Military Families & Immigration Policy: Protecting Those Who Serve

Military Families & Immigration Policy: Protecting Those Who Serve

Like America as a whole, the military community is a melting pot. Patriots across America volunteer to serve from all corners of the country, every walk of life, and even from other countries too. In 2024 alone, U.S. Citizenship and Immigration Services naturalized more than 16,290 service members coming from the Philippines, Jamaica, Mexico, Nigeria, and Ghana, and more. They join the ranks of over 700,000 foreign-born military veterans who have proudly served the country they call home.

Military families reflect that same diversity and can include foreign-born military spouses, many pursuing legal paths to citizenship, and still others undocumented. Regardless of citizenship status, these are the families that move every 2-3 years when their service members get orders, establish their families in new cities, states, and countries, and keep the Homefront strong so their service members can stay mission-focused and ready.

Their service and sacrifice should be honored.

Until recently, DHS policy considered veteran or military family status as a mitigating factor when making determinations about deportation. That policy was reversed in April, 2025, with the Administration stating that “military service alone does not exempt aliens from the consequences of violating U.S. immigration laws.”

For months, we’ve heard from military families swept up in immigration proceedings – an Active Duty family in Texas legally here with a service member improperly detained by ICE; a Vietnam-era veteran deported to Spain, where he’d only lived as a baby before his parents moved to America in search of a better life, only to be rejected by Spain – since he was never a Spanish citizen either – now in an ICE facility in Northeast Ohio; families across the country afraid to go on base to get groceries or pick up prescriptions, worried that they might be targeted by ICE and deported.
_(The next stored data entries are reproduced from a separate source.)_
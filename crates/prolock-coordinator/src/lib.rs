//! Access session coordination for one ProLock door.
//!
//! This crate turns fingerprint and card events into attendance records and
//! door actuation. The [`SessionCoordinator`] is the only task that mutates
//! session state, the failure counter and the door; everything else talks to
//! it through channels.
//!
//! # Components
//!
//! - [`state_machine`]: validated [`SessionPhase`] transitions with history
//! - [`door`]: [`DoorActuator`] with a single auto-relock timer
//! - [`alarm`]: [`FailureAlarm`] counter and the [`AlarmSiren`] buzzer task
//! - [`reconcile`]: [`DoorReconciler`] turning remote operator commands into
//!   requests
//! - [`coordinator`]: the [`SessionCoordinator`] actor
//!
//! # Wiring
//!
//! ```no_run
//! use prolock_coordinator::{
//!     AlarmSiren, CoordinatorConfig, DoorActuator, DoorReconciler, SessionCoordinator,
//! };
//! use prolock_hardware::mock::{MockBiometric, MockOutput, MockRfid};
//! use prolock_hardware::{
//!     AnyBiometricSensor, AnyOutput, AnyProximityReader, BiometricPoller, PeripheralConfig,
//!     PeripheralManager, ProximityGate, ProximityPoller, RunFlag,
//! };
//! use prolock_network::{AttendanceClient, AttendanceClientConfig};
//!
//! # async fn example() -> Result<(), Box<dyn std::error::Error>> {
//! let config = CoordinatorConfig::default();
//! let running = RunFlag::new();
//! let (gate, observer) = ProximityGate::new();
//!
//! let (sensor, _finger) = MockBiometric::new();
//! let (reader, _card) = MockRfid::new();
//! let mut manager = PeripheralManager::new(PeripheralConfig::default());
//! manager.register_biometric(BiometricPoller::new(AnyBiometricSensor::Mock(sensor), running.clone()));
//! manager.register_proximity(ProximityPoller::new(AnyProximityReader::Mock(reader), observer, running.clone()));
//! manager.verify_devices().await?;
//!
//! let (lock, _) = MockOutput::new("lock");
//! let (buzzer, _) = MockOutput::new("buzzer");
//! let (siren, siren_handle) = AlarmSiren::new(AnyOutput::Mock(buzzer), config.alarm_pulses, config.alarm_pulse_interval);
//! tokio::spawn(siren.run());
//!
//! let client = AttendanceClient::new(AttendanceClientConfig::default())?;
//! let (reconciler, remote) = DoorReconciler::new(client.clone(), running.clone());
//! tokio::spawn(reconciler.run());
//!
//! let door = DoorActuator::new(AnyOutput::Mock(lock), config.lock_polarity);
//! let coordinator = SessionCoordinator::new(client, door, siren_handle, gate, config);
//!
//! let mut peripherals = manager.start();
//! coordinator.run(&mut peripherals, remote).await?;
//! peripherals.shutdown().await;
//! # Ok(())
//! # }
//! ```

pub mod alarm;
pub mod coordinator;
pub mod door;
pub mod error;
pub mod notice;
pub mod reconcile;
pub mod session;
pub mod state_machine;
pub mod timer;

pub use alarm::{AlarmSiren, FailureAlarm, SirenHandle};
pub use coordinator::{Deadline, SessionCoordinator};
pub use door::DoorActuator;
pub use error::{CoordinatorError, Result};
pub use notice::Notice;
pub use reconcile::{CommandEdge, DoorReconciler};
pub use session::{CoordinatorConfig, Factor, Session};
pub use state_machine::{PhaseMachine, SessionPhase, StateTransition};
pub use timer::Timer;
Perhaps no case illustrates this better than that of Annie Ramos, a new military spouse with no criminal record who was detained when she and her husband, an Army staff sergeant, applied for her military ID card.

But targeting military families threatens both readiness and recruiting. How can Annie Ramos’ husband focus on his upcoming deployment when his wife is threatened with deportation? How safe will prospective Marines feel about joining the Corps if their families are at risk simply by attending their graduations?

No one is arguing that military families are above the law, but the practice of that law has always operated with deference to the service, sacrifice, and patriotism of the families that volunteer to serve for this nation — a nation many of them came to in pursuit of a better life.

We appreciate that the Administration has prioritized military family quality of life, with investments in military spouse employment, childcare, and increased compensation for service members. They deserve our thanks, support, and the earned benefits of service – regardless of where they were born.

We call on the Trump Administration to revert to long-held, common-sense DHS policy that prized the families who protect us all.